Since the discovery of amylin no combined formulation with insulin has been made available. Amylin or its triple proline analog pramlintide are not compatible in solution with insulin. The drug candidate hAmy-PEG5k is a novel monoPEGylated amylin derivative with improved physicochemical properties and retained similar pharmacological activity compared to free amylin and pramlintide. We have investigated the short- and long-term physicochemical compatibility of hAmy-PEG5k co-formulated with slow-acting human insulin analogs glargine or detemir. While human amylin promptly aggregates over a large range of pH, and both free and in the presence of regular, glargine or detemir insulin, the hAmy-PEG5k analog is stable at these conditions as shown by Thioflavin T (ThT) binding assay. When hAmy-PEG5k (100 or 500 µg/mL) was added to the commercial formulations of either insulin glargine or detemir (95 IU/mL), the combinations remained stable after 6 months stored at 4 °C, as probed by ThT, dynamic light scattering (DLS) measurements and high performance liquid chromatography (HPLC) analyses, confirming the absence of amyloid fibers, minor aggregation products or loss of material. These results suggest hAmy-PEG5k and the insulin analogs glargine and detemir are physicochemically compatible and are candidate ready-to-use fixed-dose combinations.

自胰淀素（amylin）被发现以来，尚未有与其联用的胰岛素复方制剂获批上市。胰淀素或其三脯氨酸类似物普兰林肽（pramlintide）在溶液中与胰岛素不相容。候选药物hAmy-PEG5k是一种新型单聚乙二醇化胰淀素衍生物，其理化性质得到改善，且与游离胰淀素、普兰林肽相比保留了相似的药理学活性。

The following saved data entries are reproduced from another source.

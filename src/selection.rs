//! Topping selection state and keyboard deletion.

use bevy::prelude::*;
use pizzaforge_recipe::Topping;

use crate::BuilderInput;

pub struct SelectionPlugin;

impl Plugin for SelectionPlugin {
    fn build(&self, app: &mut App) {
        app.init_resource::<Selection>()
            .add_systems(Update, delete_selected_topping.in_set(BuilderInput))
            .add_observer(on_selected_removed);
    }
}

/// Marker component placed on the selected topping entity.
#[derive(Component)]
pub struct Selected;

/// At most one topping is selected at a time.
#[derive(Resource, Default)]
pub struct Selection {
    pub entity: Option<Entity>,
}

impl Selection {
    pub fn select(&mut self, commands: &mut Commands, entity: Entity) {
        if self.entity == Some(entity) {
            return;
        }
        if let Some(previous) = self.entity.take()
            && let Ok(mut ec) = commands.get_entity(previous)
        {
            ec.remove::<Selected>();
        }
        self.entity = Some(entity);
        commands.entity(entity).insert(Selected);
    }

    pub fn clear(&mut self, commands: &mut Commands) {
        if let Some(previous) = self.entity.take()
            && let Ok(mut ec) = commands.get_entity(previous)
        {
            ec.remove::<Selected>();
        }
    }
}

fn delete_selected_topping(
    mut commands: Commands,
    keys: Res<ButtonInput<KeyCode>>,
    mut selection: ResMut<Selection>,
    toppings: Query<(), With<Topping>>,
) {
    if !keys.just_pressed(KeyCode::Delete) && !keys.just_pressed(KeyCode::Backspace) {
        return;
    }
    let Some(entity) = selection.entity else {
        return;
    };
    if toppings.contains(entity) {
        commands.entity(entity).despawn();
    }
    selection.clear(&mut commands);
}

/// Keeps the resource honest when a selected topping despawns through any
/// path other than `Selection::clear` (remove-all, recipe load).
fn on_selected_removed(trigger: On<Remove, Selected>, mut selection: ResMut<Selection>) {
    if selection.entity == Some(trigger.event_target()) {
        selection.entity = None;
    }
}
use bevy::prelude::*;
use serde::{Deserialize, Serialize};

use crate::params::{BaseSize, BaseType};

/// One (archetype, position) pair inside a recipe, in placement order.
#[derive(Serialize, Deserialize, Clone, Debug, PartialEq)]
#[serde(rename_all = "camelCase")]
pub struct ToppingRecord {
    pub archetype_id: String,
    pub pos: Vec3,
}

/// Immutable snapshot of a finished pizza, ready for the feed or a
/// profile. Field names match the JSON documents on disk.
#[derive(Serialize, Deserialize, Clone, Debug, PartialEq)]
#[serde(rename_all = "camelCase")]
pub struct Recipe {
    pub author: String,
    pub uid: String,
    pub base_type: BaseType,
    pub base_size: BaseSize,
    pub cheese_amount: u32,
    pub toppings: Vec<ToppingRecord>,
    pub created_at: String,
}

/// A published recipe: the recipe fields plus a millisecond-epoch id,
/// spread into one flat JSON object.
#[derive(Serialize, Deserialize, Clone, Debug, PartialEq)]
#[serde(rename_all = "camelCase")]
pub struct FeedEntry {
    pub id: u64,
    #[serde(flatten)]
    pub recipe: Recipe,
}

/// Session identity as persisted in the users list.
#[derive(Serialize, Deserialize, Clone, Debug, PartialEq)]
#[serde(rename_all = "camelCase")]
pub struct UserRecord {
    pub uid: String,
    pub display_name: String,
}

#[cfg(test)]
mod tests {
    use super::*;

    fn sample_recipe() -> Recipe {
        Recipe {
            author: "Ada".to_owned(),
            uid: "u-1".to_owned(),
            base_type: BaseType::Thick,
            base_size: BaseSize::Cm40,
            cheese_amount: 400,
            toppings: vec![
                ToppingRecord {
                    archetype_id: "pepperoni".to_owned(),
                    pos: Vec3::new(1.1, 0.09, 0.0),
                },
                ToppingRecord {
                    archetype_id: "basil".to_owned(),
                    pos: Vec3::new(-0.4, 0.09, 0.7),
                },
            ],
            created_at: "2026-08-23T12:00:00Z".to_owned(),
        }
    }

    #[test]
    fn recipe_round_trips_and_keeps_topping_order() {
        let recipe = sample_recipe();
        let text = serde_json::to_string(&recipe).unwrap();
        let back: Recipe = serde_json::from_str(&text).unwrap();
        assert_eq!(back, recipe);
        assert_eq!(back.toppings[0].archetype_id, "pepperoni");
        assert_eq!(back.toppings[1].archetype_id, "basil");
    }

    #[test]
    fn recipe_json_uses_camel_case_keys() {
        let text = serde_json::to_string(&sample_recipe()).unwrap();
        assert!(text.contains("\"baseType\":\"thick\""));
        assert!(text.contains("\"baseSize\":40"));
        assert!(text.contains("\"cheeseAmount\":400"));
        assert!(text.contains("\"createdAt\""));
        assert!(text.contains("\"uid\":\"u-1\""));
    }

    #[test]
    fn feed_entry_flattens_recipe_fields() {
        let entry = FeedEntry {
            id: 1_766_000_000_000,
            recipe: sample_recipe(),
        };
        let value: serde_json::Value = serde_json::to_value(&entry).unwrap();
        assert_eq!(value["id"], 1_766_000_000_000u64);
        assert_eq!(value["author"], "Ada");
        assert!(value.get("recipe").is_none());
        let back: FeedEntry = serde_json::from_value(value).unwrap();
        assert_eq!(back, entry);
    }
}
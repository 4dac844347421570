use bevy::prelude::*;
use rand::Rng;
use std::f32::consts::TAU;

/// One decorative cheese blob: a squashed, tinted sphere.
#[derive(Clone, Copy, Debug, PartialEq)]
pub struct CheeseBlob {
    pub radius: f32,
    pub scale: Vec3,
    pub hue_shift: f32,
    pub saturation_shift: f32,
    /// Horizontal (x, z) offset from the pizza center.
    pub offset: Vec2,
}

/// Scatter `count` blobs over the sauce area. Polar sampling: angle uniform
/// in [0, 2π), distance uniform in [0, 0.9 * base_radius), which leaves the
/// scatter denser toward the center.
pub fn scatter_cheese(base_radius: f32, count: usize, rng: &mut impl Rng) -> Vec<CheeseBlob> {
    (0..count)
        .map(|_| {
            let radius = 0.12 + rng.random_range(0.0..0.05);
            let scale = Vec3::new(
                1.0 + rng.random_range(0.0..0.5),
                0.15 + rng.random_range(0.0..0.08),
                1.0 + rng.random_range(0.0..0.5),
            );
            let hue_shift = (rng.random_range(0.0..1.0f32) - 0.5) * 0.05;
            let saturation_shift = (rng.random_range(0.0..1.0f32) - 0.5) * 0.1;
            let angle = rng.random_range(0.0..TAU);
            let dist = rng.random_range(0.0..base_radius * 0.9);
            CheeseBlob {
                radius,
                scale,
                hue_shift,
                saturation_shift,
                offset: Vec2::new(angle.cos() * dist, angle.sin() * dist),
            }
        })
        .collect()
}

#[cfg(test)]
mod tests {
    use super::*;
    use rand::SeedableRng;
    use rand::rngs::StdRng;

    #[test]
    fn scatter_respects_count_and_bounds() {
        let mut rng = StdRng::seed_from_u64(42);
        let blobs = scatter_cheese(2.2, 250, &mut rng);
        assert_eq!(blobs.len(), 250);
        for blob in &blobs {
            assert!(blob.offset.length() < 2.2 * 0.9 + 1e-5);
            assert!(blob.radius >= 0.12 && blob.radius < 0.17);
            assert!(blob.scale.x >= 1.0 && blob.scale.x < 1.5);
            assert!(blob.scale.y >= 0.15 && blob.scale.y < 0.23);
            assert!(blob.scale.z >= 1.0 && blob.scale.z < 1.5);
            assert!(blob.hue_shift.abs() <= 0.025 + 1e-6);
            assert!(blob.saturation_shift.abs() <= 0.05 + 1e-6);
        }
    }

    #[test]
    fn seeded_scatter_is_reproducible() {
        let a = scatter_cheese(1.9, 32, &mut StdRng::seed_from_u64(7));
        let b = scatter_cheese(1.9, 32, &mut StdRng::seed_from_u64(7));
        assert_eq!(a, b);
    }

    #[test]
    fn empty_scatter_for_zero_count() {
        let mut rng = StdRng::seed_from_u64(1);
        assert!(scatter_cheese(2.7, 0, &mut rng).is_empty());
    }
}
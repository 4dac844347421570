//! Parametric pizza geometry: the revolved crust solid, sauce and table
//! discs, topping shapes, cheese scatter sampling, and the pure placement
//! math (ring snapping, surface height, ray-plane intersection).
//!
//! Everything here is plain functions over `bevy::math` types. No ECS
//! access, no asset handles; callers own material and entity wiring.

pub mod meshes;
pub mod ray;
pub mod scatter;
pub mod snap;
pub mod surface;

pub use meshes::{
    base_mesh, base_top_height, crust_profile, cylinder_mesh, disc_mesh, hemisphere_mesh, revolve,
    torus_mesh,
};
pub use ray::ray_plane_intersection;
pub use scatter::{CheeseBlob, scatter_cheese};
pub use snap::snap_to_rings;
pub use surface::topping_rest_height;

pub const EPSILON: f32 = 1e-4;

本研究考察了hAmy-PEG5k与长效人胰岛素类似物甘精胰岛素（glargine）或地特胰岛素（detemir）联用后的短期与长期理化相容性。人胰淀素在宽泛pH范围内会快速聚集，无论单独存在还是与常规胰岛素、甘精胰岛素或地特胰岛素共存时均是如此；而通过硫黄素T（ThT）结合实验证实，hAmy-PEG5k类似物在上述条件下保持稳定。当将浓度为100 μg/mL或500 μg/mL的hAmy-PEG5k添加至浓度为95 IU/mL的商用甘精胰岛素或地特胰岛素制剂中时，于4℃储存6个月后，该复方制剂仍保持稳定。通过硫黄素T、动态光散射（DLS）检测与高效液相色谱（HPLC）分析验证，未检测到淀粉样纤维、少量聚集产物或药物成分损失。上述结果表明，hAmy-PEG5k与甘精胰岛素、地特胰岛素这两种胰岛素类似物具备理化相容性，有望成为可直接使用的固定剂量复方制剂候选品种。